I've had my mind on this blog post, hoping to share with you how I'm learning to balance time off while staying relaxed, productive, and well-rested.....I'm sure everyone has had a summer or two where can almost feel your brain frying from all the TV you're watching.
If you're like me or any other college student, you're thankful it's summer! No tests, no deadlines, sleeping in... it's awesome. Though it is time off, that doesn't mean everything needs to go down the chute. Making some goals, short-term and long-term are essential for staying motivated, focused, but having time reserved for yourself.
STEP 1: Start a Schedule
While making my schedule at my two jobs this summer, I knew I needed at least two full "free days" each week for it to truly feel like summer. I left those as Sundays and Mondays- they're right next to each other and allow enough time for an overnight trip out of town, and give me time to focus on family and God. The rest of my week Tuesday-Saturday is back-and-forth between jobs. I do have at least two-five hours a day in the morning or evenings where I can read, get together with friends, or edit photos.
STEP 2: To-Do List
Organization for me used to be simply sorting my binder and cleaning my room. Since last semester though, my life revolved around my To-Do List. Trust me from experience, when you have 3 jobs and take 18 hours in one semester (14 of which are online) it requires a lot of self- motivation... and, most of all, planning. My 'Notes' app on my iPhone literally organizes my life.
When taking classes online, the work either gets done, or it doesn't. In most cases, you can view yourself as the teacher.
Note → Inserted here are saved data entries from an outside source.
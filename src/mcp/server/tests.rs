// SPDX-FileCopyrightText: 2026 Bruno Meilick
// SPDX-License-Identifier: LicenseRef-Nestdraw-FreeUse-NoCopy-NoDerivatives
//
// All rights reserved.
//
// This file is part of Nestdraw and is proprietary software.
// Unauthorized copying, modification, or distribution is prohibited.

use super::*;
use crate::store::GraphFile;

fn temp_document_dir(test_name: &str) -> std::path::PathBuf {
    use std::time::{SystemTime, UNIX_EPOCH};

    let mut dir = std::env::temp_dir();
    let pid = std::process::id();
    let nanos =
        SystemTime::now().duration_since(UNIX_EPOCH).expect("clock is monotonic").as_nanos();
    dir.push(format!("nestdraw-mcp-{test_name}-{pid}-{nanos}"));
    std::fs::create_dir_all(&dir).expect("create temp dir");
    dir
}

fn server_in(dir: &std::path::Path) -> NestdrawMcp {
    NestdrawMcp::new(Editor::new(GraphFile::new(dir.join("graph-data.json"))))
}

fn rectangle(label: &str, x: f64) -> NodeAddParams {
    NodeAddParams { kind: McpNodeKind::Rectangle, x, y: 0.0, label: Some(label.into()), image_path: None }
}

fn node(node_id: &str) -> Parameters<NodeIdParams> {
    Parameters(NodeIdParams { node_id: node_id.into() })
}

/// Root holds `Parent` (node-0, owning a level with text `Child` text-2) and `Other` (node-1).
async fn nested_server(dir: &std::path::Path) -> NestdrawMcp {
    let server = server_in(dir);
    server.node_add(Parameters(rectangle("Parent", 0.0))).await.expect("node.add parent");
    server.node_add(Parameters(rectangle("Other", 300.0))).await.expect("node.add other");
    server.nav_descend(node("node-0")).await.expect("nav.descend");
    server
        .node_add(Parameters(NodeAddParams {
            kind: McpNodeKind::Text,
            x: 10.0,
            y: 10.0,
            label: Some("Child".into()),
            image_path: None,
        }))
        .await
        .expect("node.add child");
    server.nav_back().await.expect("nav.back");
    server
}

#[tokio::test]
async fn nav_state_starts_at_empty_root() {
    let dir = temp_document_dir("root");
    let server = server_in(&dir);
    let Json(state) = server.nav_state().await.expect("nav.state");

    assert_eq!(state.depth, 0);
    assert_eq!(state.level_id, "root");
    assert_eq!(state.parent_node, None);
    assert_eq!(state.back_target, None);
    assert_eq!(state.breadcrumb.len(), 1);
    assert_eq!(state.breadcrumb[0].label, "Root");
    assert!(state.breadcrumb[0].is_current);
}

#[tokio::test]
async fn descend_reports_breadcrumb_and_back_target() {
    let dir = temp_document_dir("descend");
    let server = nested_server(&dir).await;

    let Json(response) = server.nav_descend(node("node-0")).await.expect("nav.descend");
    assert!(response.moved);
    assert_eq!(response.state.depth, 1);
    assert_eq!(response.state.level_id, "subgraph-node-0");
    assert_eq!(response.state.parent_node.as_deref(), Some("node-0"));
    assert_eq!(response.state.back_target.as_deref(), Some("Parent"));
    let labels: Vec<_> = response.state.breadcrumb.iter().map(|crumb| crumb.label.as_str()).collect();
    assert_eq!(labels, vec!["Root", "Parent"]);

    let Json(level) = server.level_read().await.expect("level.read");
    assert_eq!(level.nodes.len(), 1);
    assert_eq!(level.nodes[0].node_id, "text-2");
    assert_eq!(level.nodes[0].label.as_deref(), Some("Child"));
}

#[tokio::test]
async fn ignored_navigation_is_not_an_error() {
    let dir = temp_document_dir("ignored");
    let server = nested_server(&dir).await;

    let Json(unknown) = server.nav_descend(node("missing")).await.expect("nav.descend");
    assert!(!unknown.moved);
    let Json(back) = server.nav_back().await.expect("nav.back at root");
    assert!(!back.moved);
    let Json(jump) = server
        .nav_go_to_level(Parameters(GoToLevelParams { depth: 3 }))
        .await
        .expect("nav.go_to_level");
    assert!(!jump.moved);
    assert_eq!(jump.state.depth, 0);
}

#[tokio::test]
async fn descend_rejects_invalid_node_id() {
    let dir = temp_document_dir("invalid-id");
    let server = server_in(&dir);
    let err = match server.nav_descend(node("")).await {
        Ok(_) => panic!("expected invalid id error"),
        Err(err) => err,
    };
    assert_eq!(err.code, rmcp::model::ErrorCode::INVALID_PARAMS);
}

#[tokio::test]
async fn level_read_marks_owners_of_sub_diagrams() {
    let dir = temp_document_dir("owners");
    let server = nested_server(&dir).await;
    let Json(level) = server.level_read().await.expect("level.read");

    assert_eq!(level.depth, 0);
    let owners: Vec<_> =
        level.nodes.iter().map(|node| (node.node_id.as_str(), node.has_sub_graph)).collect();
    assert_eq!(owners, vec![("node-0", true), ("node-1", false)]);
}

#[tokio::test]
async fn node_update_keeps_unspecified_coordinates() {
    let dir = temp_document_dir("update");
    let server = nested_server(&dir).await;
    let Json(edit) = server
        .node_update(Parameters(NodeUpdateParams {
            node_id: "node-1".into(),
            label: Some("Renamed".into()),
            x: Some(42.0),
            y: None,
            width: None,
            height: Some(120.0),
            font_size: Some(30.0),
            text_color: Some("#1890ff".into()),
        }))
        .await
        .expect("node.update");
    assert_eq!(edit.updated, vec!["node:node-1"]);

    let Json(level) = server.level_read().await.expect("level.read");
    let renamed = level.nodes.iter().find(|node| node.node_id == "node-1").expect("node-1");
    assert_eq!(renamed.label.as_deref(), Some("Renamed"));
    assert_eq!((renamed.x, renamed.y), (42.0, 0.0));
    assert_eq!((renamed.width, renamed.height), (Some(160.0), Some(120.0)));
    assert_eq!(renamed.font_size, Some(30.0));
    assert_eq!(renamed.text_color.as_deref(), Some("#1890ff"));
}

#[tokio::test]
async fn node_update_rejects_unknown_node_and_empty_patch() {
    let dir = temp_document_dir("update-errors");
    let server = nested_server(&dir).await;
    let empty = |node_id: &str| NodeUpdateParams {
        node_id: node_id.into(),
        label: None,
        x: None,
        y: None,
        width: None,
        height: None,
        font_size: None,
        text_color: None,
    };

    let err = match server.node_update(Parameters(empty("nope"))).await {
        Ok(_) => panic!("expected not found"),
        Err(err) => err,
    };
    assert_eq!(err.code, rmcp::model::ErrorCode::RESOURCE_NOT_FOUND);

    let err = match server.node_update(Parameters(empty("node-1"))).await {
        Ok(_) => panic!("expected empty patch error"),
        Err(err) => err,
    };
    assert_eq!(err.code, rmcp::model::ErrorCode::INVALID_PARAMS);
}

#[tokio::test]
async fn edges_validate_and_cascade_with_their_nodes() {
    let dir = temp_document_dir("edges");
    let server = nested_server(&dir).await;

    let err = match server
        .edge_add(Parameters(EdgeAddParams { source: "node-0".into(), target: "node-0".into() }))
        .await
    {
        Ok(_) => panic!("expected self-loop error"),
        Err(err) => err,
    };
    assert_eq!(err.code, rmcp::model::ErrorCode::INVALID_PARAMS);

    let Json(added) = server
        .edge_add(Parameters(EdgeAddParams { source: "node-0".into(), target: "node-1".into() }))
        .await
        .expect("edge.add");
    assert_eq!(added.added, vec!["edge:edge-3"]);

    let Json(removed) = server.node_remove(node("node-0")).await.expect("node.remove");
    assert_eq!(removed.removed, vec!["node:node-0", "edge:edge-3"]);
    assert_eq!(removed.removed_levels, 1);

    let err = match server.edge_remove(Parameters(EdgeIdParams { edge_id: "edge-3".into() })).await {
        Ok(_) => panic!("expected missing edge"),
        Err(err) => err,
    };
    assert_eq!(err.code, rmcp::model::ErrorCode::RESOURCE_NOT_FOUND);
}

#[tokio::test]
async fn node_add_image_requires_a_path() {
    let dir = temp_document_dir("image");
    let server = server_in(&dir);
    let err = match server
        .node_add(Parameters(NodeAddParams {
            kind: McpNodeKind::Image,
            x: 0.0,
            y: 0.0,
            label: None,
            image_path: None,
        }))
        .await
    {
        Ok(_) => panic!("expected missing image_path"),
        Err(err) => err,
    };
    assert_eq!(err.code, rmcp::model::ErrorCode::INVALID_PARAMS);
}

#[tokio::test]
async fn search_finds_nested_nodes_and_navigates_to_them() {
    let dir = temp_document_dir("search");
    let server = nested_server(&dir).await;

    let Json(found) = server
        .search_query(Parameters(SearchQueryParams { query: "chi".into() }))
        .await
        .expect("search.query");
    assert_eq!(found.results.len(), 1);
    let child = &found.results[0];
    assert_eq!(child.node_id, "text-2");
    assert_eq!(child.path, vec!["Root", "Parent"]);
    assert_eq!(child.depth, 1);

    let Json(all) = server
        .search_query(Parameters(SearchQueryParams { query: "  ".into() }))
        .await
        .expect("search.query blank");
    assert_eq!(all.results.len(), 3);

    let Json(navigated) = server.search_navigate(node("text-2")).await.expect("search.navigate");
    assert_eq!(navigated.state.depth, 1);
    assert_eq!(navigated.state.selection.as_deref(), Some("text-2"));

    let err = match server.search_navigate(node("ghost")).await {
        Ok(_) => panic!("expected missing target"),
        Err(err) => err,
    };
    assert_eq!(err.code, rmcp::model::ErrorCode::RESOURCE_NOT_FOUND);
}

#[tokio::test]
async fn save_and_load_round_trip_the_whole_stack() {
    let dir = temp_document_dir("save-load");
    let server = nested_server(&dir).await;
    server.nav_descend(node("node-0")).await.expect("nav.descend");

    let Json(saved) = server
        .document_save(Parameters(DocumentSaveParams { path: None }))
        .await
        .expect("document.save");
    assert!(saved.path.ends_with("graph-data.json"));

    let fresh = server_in(&dir);
    let Json(loaded) = fresh
        .document_load(Parameters(DocumentLoadParams { path: None, text: None }))
        .await
        .expect("document.load");
    assert!(loaded.moved);
    assert_eq!(loaded.state.depth, 1);
    assert_eq!(loaded.state.back_target.as_deref(), Some("Parent"));

    let Json(document) = fresh.document_read().await.expect("document.read");
    assert!(document.text.contains("\"currentGraph\""));
    assert!(document.text.contains("\"graphStack\""));
}

#[tokio::test]
async fn load_rejects_malformed_text_and_keeps_state() {
    let dir = temp_document_dir("bad-load");
    let server = nested_server(&dir).await;

    let err = match server
        .document_load(Parameters(DocumentLoadParams { path: None, text: Some("{".into()) }))
        .await
    {
        Ok(_) => panic!("expected malformed document"),
        Err(err) => err,
    };
    assert_eq!(err.code, rmcp::model::ErrorCode::INVALID_PARAMS);

    let err = match server
        .document_load(Parameters(DocumentLoadParams {
            path: Some("a.json".into()),
            text: Some("{}".into()),
        }))
        .await
    {
        Ok(_) => panic!("expected conflicting sources"),
        Err(err) => err,
    };
    assert_eq!(err.code, rmcp::model::ErrorCode::INVALID_PARAMS);

    let Json(level) = server.level_read().await.expect("level.read");
    assert_eq!(level.nodes.len(), 2);
}

#[test]
fn get_info_lists_every_tool() {
    let dir = temp_document_dir("info");
    let info = server_in(&dir).get_info();
    let instructions = info.instructions.expect("instructions");
    for tool in ["nav.descend", "level.read", "node.update", "search.navigate", "document.load"] {
        assert!(instructions.contains(tool), "missing {tool}");
    }
}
It's up to you to do the readings, blog posts, discussion forums, assignments, and tests all on time and correctly. No pressure. ;) During this past hectic semester online, each class I kept listed on a designated 'note' with what assignments were due and when. If I learned anything from this semester, it's time management and self motivation skills.
"Balancing some serious projects with some fun plans are what makes things manageable."
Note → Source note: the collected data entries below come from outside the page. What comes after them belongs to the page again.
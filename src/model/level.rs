// SPDX-FileCopyrightText: 2026 Bruno Meilick
// SPDX-License-Identifier: LicenseRef-Nestdraw-FreeUse-NoCopy-NoDerivatives
//
// All rights reserved.
//
// This file is part of Nestdraw and is proprietary software.
// Unauthorized copying, modification, or distribution is prohibited.

use std::collections::BTreeMap;

use super::edge::EdgeRecord;
use super::ids::{EdgeId, LevelId, NodeId};
use super::node::{NodeRecord, UNNAMED_LABEL};

pub const ROOT_LABEL: &str = "Root";

/// One diagram in the hierarchy: the nodes and edges shown together on the surface.
///
/// Node order is z-order only. Nested levels are owned by the node they belong to (see
/// [`NodeRecord::sub_graph`]); `parent_node` is the back-reference to that owner and is `None`
/// only for the root level.
#[derive(Debug, Clone, PartialEq)]
pub struct DiagramLevel {
    id: LevelId,
    label: Option<String>,
    parent_node: Option<NodeId>,
    nodes: Vec<NodeRecord>,
    edges: Vec<EdgeRecord>,
    extra: BTreeMap<String, serde_json::Value>,
}

impl DiagramLevel {
    pub fn new(id: LevelId, label: Option<String>) -> Self {
        Self {
            id,
            label,
            parent_node: None,
            nodes: Vec::new(),
            edges: Vec::new(),
            extra: BTreeMap::new(),
        }
    }

    pub fn root() -> Self {
        Self::new(LevelId::root(), Some(ROOT_LABEL.to_owned()))
    }

    pub fn id(&self) -> &LevelId {
        &self.id
    }

    pub fn label(&self) -> Option<&str> {
        self.label.as_deref()
    }

    pub fn set_label<T: Into<String>>(&mut self, label: Option<T>) {
        self.label = label.map(Into::into);
    }

    pub fn display_label(&self) -> &str {
        match (self.label.as_deref(), self.parent_node.is_none()) {
            (Some(label), _) if !label.is_empty() => label,
            (_, true) => ROOT_LABEL,
            (_, false) => UNNAMED_LABEL,
        }
    }

    pub fn parent_node(&self) -> Option<&NodeId> {
        self.parent_node.as_ref()
    }

    pub fn set_parent_node(&mut self, parent_node: Option<NodeId>) {
        self.parent_node = parent_node;
    }

    pub fn is_root(&self) -> bool {
        self.parent_node.is_none()
    }

    pub fn nodes(&self) -> &[NodeRecord] {
        &self.nodes
    }

    pub fn nodes_mut(&mut self) -> &mut Vec<NodeRecord> {
        &mut self.nodes
    }

    pub fn edges(&self) -> &[EdgeRecord] {
        &self.edges
    }

    pub fn edges_mut(&mut self) -> &mut Vec<EdgeRecord> {
        &mut self.edges
    }

    pub fn is_empty(&self) -> bool {
        self.nodes.is_empty() && self.edges.is_empty()
    }

    /// Overwrites the node and edge collections, keeping id, label and owner link.
    pub fn set_items(&mut self, nodes: Vec<NodeRecord>, edges: Vec<EdgeRecord>) {
        self.nodes = nodes;
        self.edges = edges;
    }

    pub fn node(&self, node_id: &NodeId) -> Option<&NodeRecord> {
        self.nodes.iter().find(|node| node.id() == node_id)
    }

    pub fn node_mut(&mut self, node_id: &NodeId) -> Option<&mut NodeRecord> {
        self.nodes.iter_mut().find(|node| node.id() == node_id)
    }

    pub fn contains_node(&self, node_id: &NodeId) -> bool {
        self.node(node_id).is_some()
    }

    pub fn edge(&self, edge_id: &EdgeId) -> Option<&EdgeRecord> {
        self.edges.iter().find(|edge| edge.id() == edge_id)
    }

    /// Level attributes this crate does not interpret, kept so documents round-trip.
    pub fn extra(&self) -> &BTreeMap<String, serde_json::Value> {
        &self.extra
    }

    pub fn extra_mut(&mut self) -> &mut BTreeMap<String, serde_json::Value> {
        &mut self.extra
    }

    /// First node whose display label equals `label`.
    pub fn node_by_label(&self, label: &str) -> Option<&NodeRecord> {
        self.nodes.iter().find(|node| node.display_label() == label)
    }
}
If you get in the habit of "ToDoing", you'll experience the most rewarding feeling of taking an item at a time off of your list. It's rather addicting. During the last month of school before finals week stress hit, I made my 'Summer To-Do List'.
Summer is a wonderful time to be productive but at your own pace. I've had a good handful of days that I've slept in but others like last week when I woke up to hike Pinnacle at 8AM. I also have a constant list of small projects to do: apply for internships, work on resumé, clean out closet, craft with Austin etc. Balancing some serious projects with some fun plans are what makes things manageable.
I also learned from online classes that when you find yourself reading the same line on a page for the second time... you're not getting anywhere. But it's okay! Just change subjects. The same goes for things on your To-Do list. If you find yourself on your second hour of cleaning and your brain is drained, move on to a different project. You'll get a lot done on something else and come back to that at a different time. But you're always being productive.
"If your brain is drained after your second hour of
studying for one subject, take a brain-break
and move on to a different project. It will keep you productive."
Step 3: Purchase a Planner (AND USE IT)
As soon as I got my first (and current) job at Ta Molly's five years ago, I had to balance my work schedule, cheer, choir, church, and school. Answer: Planner.
These were before the days of my To-Do List, but it truly was the only thing that kept me fully funcioning. I use a planner to this day despite the option of using the Calendar app on my smartphone. I tend to be a forgetful person (hence my obsessive organizational habits) but the physical act of 'writing it down' increases the likelihood of my remembrance of anything tremendously.
"The physical act of 'writing it down' increases the likelihood of my remembrance of anything tremendously."
Today my To-Do List functions as a lists of tasks I need to accomplish within the next week to a month, while my planner is dedicated to more long term tasks, work schedules, photo-shoots, appointments, assignments... things that have an established deadline. You can see my new planner I purchased from Target last week and my stack of planners that I've kept through the years. It's neat to look back at your schedule, trips, and dates that mean even more to you as the years pass.
I'm currently planning my semester I'll be spending in Europe, so research and organizational
skills are essential for stress-reduced traveling. I'll be making future posts about how to plan your travels according to time, importance, and what you can afford. Who said being a little obsessively organized was a bad thing?